If you aren’t resting, you are a slave to something.
Adele Calhoun
After years in bondage as slaves in Egypt and escaping the grip of Pharaoh, God directs the Israelites to a place of waiting as he gives Moses the ten commandments written in stone that will be instituted as the law of the people. While most of the laws in the ten commandments we can justify as good social codes of conduct for the preservation of a cohesive nation not riddled with adultery, crime and idol worship, the fourth commandment to keep the sabbath day holy stands out as one that looks admittedly less weighty than acts of violence or theft of personal property. Out of the many commands that ‘thou shalt not’, the positive law of preservation that ‘thou shall keep the sabbath day holy’, when confronted, is one I am more susceptible to unfaithfully keeping. Growing up, the significance of the rhythm of weekly sabbath from Saturday evening through Sunday was lost on me, but I complied with the conviction of my parents. Through college, sabbath was lost amidst to-do’s and assignments hastily written before a Monday due date. Sunday became a day of sleeping in after a late night and playing catch-up on neglected self care. Now, as a young adult at the beginning of his working life, the sabbath has seemed like something I can afford to practice once I’ve put in the work to justify it. I think this is the case for most of us, and while reading a book on sabbath rest conjures a romantic image of basking in God’s warm presence for 24 hours a week, my immediate response is “that sounds great- I’ll do it when I have the time”.

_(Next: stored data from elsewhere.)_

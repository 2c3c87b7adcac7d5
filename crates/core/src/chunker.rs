//! Chunker — splits file content into self-sufficient envelopes, spec.md §4.2.
//!
//! The accumulate-into-a-buffer-then-flush-at-a-boundary shape follows the
//! teacher's `extract_chunks` in `semantic.rs`, generalized from a single
//! blank-line-boundary strategy to the three strategies spec.md names.

use crate::error::{EngineError, Result};
use crate::model::{AiMetadata, ChunkEnvelope, ChunkMetadata, ChunkPosition, ChunkStrategy, RetrievalContextSuggestion};
use std::path::Path;

const CODE_TARGET_CHARS: usize = 350;
const PROSE_TARGET_CHARS: usize = 800;
const PROSE_OVERLAP_FRACTION: f64 = 0.15;

/// File types chunked as code; everything else — including the prose set
/// (`.md`, `.markdown`, `.txt`, `.org`, `.rst`, `.tex`, `.adoc`) and any
/// unrecognized type — chunks as `prose_discrete` (spec.md §4.2).
/// `prose_overlap` is an opt-in variant, not a default.
const CODE_EXTENSIONS: &[&str] =
    &["py", "js", "ts", "c", "cpp", "java", "rs", "go", "sh", "rb", "php", "swift", "kt", "jsx", "tsx"];

pub fn strategy_for(file_type: &str) -> ChunkStrategy {
    if CODE_EXTENSIONS.contains(&file_type) {
        ChunkStrategy::CodeDiscrete
    } else {
        ChunkStrategy::ProseDiscrete
    }
}

/// Read a file's content, applying spec.md §4.2's size ceiling and the
/// latin-1 fallback for files that aren't valid UTF-8.
pub fn read_file_content(path: &Path, max_bytes: u64) -> Result<String> {
    let metadata = std::fs::metadata(path).map_err(|e| EngineError::FileUnreadable {
        path: path.to_path_buf(),
        reason: e.to_string(),
    })?;
    if metadata.len() > max_bytes {
        return Err(EngineError::FileTooLarge { path: path.to_path_buf(), size: metadata.len(), ceiling: max_bytes });
    }
    let bytes = std::fs::read(path).map_err(|e| EngineError::FileUnreadable {
        path: path.to_path_buf(),
        reason: e.to_string(),
    })?;
    match String::from_utf8(bytes.clone()) {
        Ok(s) => Ok(s),
        Err(_) => Ok(bytes.iter().map(|&b| b as char).collect()),
    }
}

/// Produce the full ordered set of envelopes for one file's content.
pub fn chunk_file(
    file_path: &str,
    content: &str,
    file_type: &str,
    file_hash: &str,
    created_at: &str,
) -> Vec<ChunkEnvelope> {
    let strategy = strategy_for(file_type);
    let raw_chunks: Vec<(String, usize)> = match strategy {
        ChunkStrategy::CodeDiscrete => split_discrete(content, CODE_TARGET_CHARS, is_code_boundary),
        ChunkStrategy::ProseDiscrete => split_discrete(content, PROSE_TARGET_CHARS, is_paragraph_boundary),
        ChunkStrategy::ProseOverlap => split_overlap(content, PROSE_TARGET_CHARS, PROSE_OVERLAP_FRACTION),
    };

    let total = raw_chunks.len();
    raw_chunks
        .into_iter()
        .enumerate()
        .map(|(index, (text, overlap_chars))| {
            build_envelope(file_path, file_type, file_hash, created_at, strategy, index, total, overlap_chars, text)
        })
        .collect()
}

fn build_envelope(
    file_path: &str,
    file_type: &str,
    file_hash: &str,
    created_at: &str,
    strategy: ChunkStrategy,
    index: usize,
    total: usize,
    overlap_chars: usize,
    text: String,
) -> ChunkEnvelope {
    let position = ChunkPosition::for_index(index, total);
    let line_count = text.lines().count();
    let word_count = text.split_whitespace().count();
    let starts_with = text.chars().take(80).collect::<String>();
    let ends_with = text.chars().rev().take(80).collect::<Vec<_>>().into_iter().rev().collect::<String>();

    let mut adjacent = [index, index, index];
    if total > 1 {
        adjacent[0] = index.saturating_sub(1);
        adjacent[2] = (index + 1).min(total - 1);
    }

    let ai_metadata = AiMetadata {
        line_count,
        word_count,
        chunk_position: position,
        has_previous: index > 0,
        has_next: index + 1 < total,
        previous_chunk_index: index.checked_sub(1),
        next_chunk_index: if index + 1 < total { Some(index + 1) } else { None },
        starts_with,
        ends_with,
        adjacent_chunk_indexes: adjacent,
        retrieval_context_suggestion: RetrievalContextSuggestion::for_position(position),
    };

    let metadata = ChunkMetadata {
        filename: file_path.to_string(),
        chunk_index: index,
        total_chunks: total,
        chunk_size: text.len(),
        chunk_strategy: strategy,
        overlap_chars,
        file_type: file_type.to_string(),
        file_hash: file_hash.to_string(),
        created_at: created_at.to_string(),
        ai_metadata,
    };

    ChunkEnvelope { metadata, content: text, embedding: None, row_id: None, file_path: file_path.to_string() }
}

/// A discrete (non-overlapping) split: accumulate lines into a buffer,
/// flushing whenever the target size is reached AND a boundary predicate
/// is satisfied, so chunks end on a natural statement/paragraph edge
/// rather than mid-line.
fn split_discrete(content: &str, target_chars: usize, is_boundary: fn(&str) -> bool) -> Vec<(String, usize)> {
    let mut out = Vec::new();
    let mut buf = String::new();

    for line in content.lines() {
        if !buf.is_empty() {
            buf.push('\n');
        }
        buf.push_str(line);

        if buf.len() >= target_chars && is_boundary(line) {
            out.push((std::mem::take(&mut buf), 0));
        }
    }
    if !buf.trim().is_empty() {
        out.push((buf, 0));
    }
    if out.is_empty() && !content.is_empty() {
        out.push((content.to_string(), 0));
    }
    out
}

/// Overlapping prose split: same accumulation as `split_discrete`, but each
/// chunk after the first is seeded with a trailing ~`fraction` slice of the
/// previous chunk's text (spec.md §4.2 `prose_overlap`).
fn split_overlap(content: &str, target_chars: usize, fraction: f64) -> Vec<(String, usize)> {
    let plain = split_discrete(content, target_chars, is_paragraph_boundary);
    if plain.len() <= 1 {
        return plain;
    }

    let mut out = Vec::with_capacity(plain.len());
    let mut prev_text: Option<String> = None;
    for (text, _) in plain {
        match prev_text.take() {
            None => {
                out.push((text.clone(), 0));
            }
            Some(prev) => {
                let overlap_len = ((prev.len() as f64) * fraction).round() as usize;
                let tail: String = prev.chars().rev().take(overlap_len).collect::<Vec<_>>().into_iter().rev().collect();
                let mut combined = tail.clone();
                if !combined.is_empty() {
                    combined.push('\n');
                }
                combined.push_str(&text);
                out.push((combined, tail.chars().count()));
            }
        }
        prev_text = Some(text);
    }
    out
}

fn is_code_boundary(line: &str) -> bool {
    let trimmed = line.trim_end();
    trimmed.is_empty()
        || trimmed.ends_with(';')
        || trimmed.ends_with('}')
        || trimmed.ends_with(':')
}

fn is_paragraph_boundary(line: &str) -> bool {
    line.trim().is_empty()
}

#[cfg(test)]
mod tests {
    use super::*;

    #[test]
    fn code_discrete_produces_contiguous_positions() {
        let content = (0..80).map(|i| format!("let x{i} = {i};")).collect::<Vec<_>>().join("\n");
        let envelopes = chunk_file("src/lib.rs", &content, "rs", "deadbeef", "2026-01-01T00:00:00Z");
        assert!(envelopes.len() > 1);
        for (i, env) in envelopes.iter().enumerate() {
            assert_eq!(env.metadata.chunk_index, i);
            assert_eq!(env.metadata.total_chunks, envelopes.len());
        }
        assert_eq!(envelopes[0].metadata.ai_metadata.chunk_position, ChunkPosition::Start);
        assert_eq!(
            envelopes.last().unwrap().metadata.ai_metadata.chunk_position,
            ChunkPosition::End
        );
    }

    #[test]
    fn prose_overlap_seeds_trailing_context() {
        let paragraph = "word ".repeat(200);
        let content = format!("{paragraph}\n\n{paragraph}\n\n{paragraph}");
        let envelopes = chunk_file("notes.md", &content, "md", "deadbeef", "2026-01-01T00:00:00Z");
        assert!(envelopes.len() > 1);
        assert!(envelopes[1].metadata.overlap_chars > 0);
    }

    #[test]
    fn single_short_file_is_one_chunk() {
        let envelopes = chunk_file("a.rs", "fn main() {}", "rs", "hash", "2026-01-01T00:00:00Z");
        assert_eq!(envelopes.len(), 1);
        assert_eq!(envelopes[0].metadata.total_chunks, 1);
        assert!(!envelopes[0].metadata.ai_metadata.has_previous);
        assert!(!envelopes[0].metadata.ai_metadata.has_next);
    }
}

Ruth Haley Barton’s meditations on a normal sabbath routine in Embracing Rhythms of Work and Rest felt like an invitation to reconsider the purpose of sabbath and its rightful role in the natural rhythms of my spiritual, communal, work, and personal life. I struggled to open Barton’s book. Before reading, I wrote down 2 questions at the top of the page of notes I keep as a bookmark; What if I don’t do enough to make a sabbath worth having? How hard do I need to work before sabbath is justified as a weekly practice? I entered a book on sabbath feeling unworthy of reading it, that a sabbath practice is a privilege you earn once ‘doing enough’. If this doesn’t reek of works-based righteousness, I don’t know what does. Those two questions, though, I think are exactly what sabbath should prompt us- what exactly are my justifications for not practicing a sabbath that God commands us to keep holy?. When something like a gift of sabbath isn’t just a suggestion but mandated by God’s law as a function of both who He is and how He wants His people to live, our reaction should be to ask why, and more thoughtfully, what is my resistance to the rest God has prepared for us? The truth is my hesitation to sabbath comes from an over-inflated view of my self importance. Maybe that’s what an invitation to the sabbath is and should be- the opportunity to question the self importance we build up in six days of our week.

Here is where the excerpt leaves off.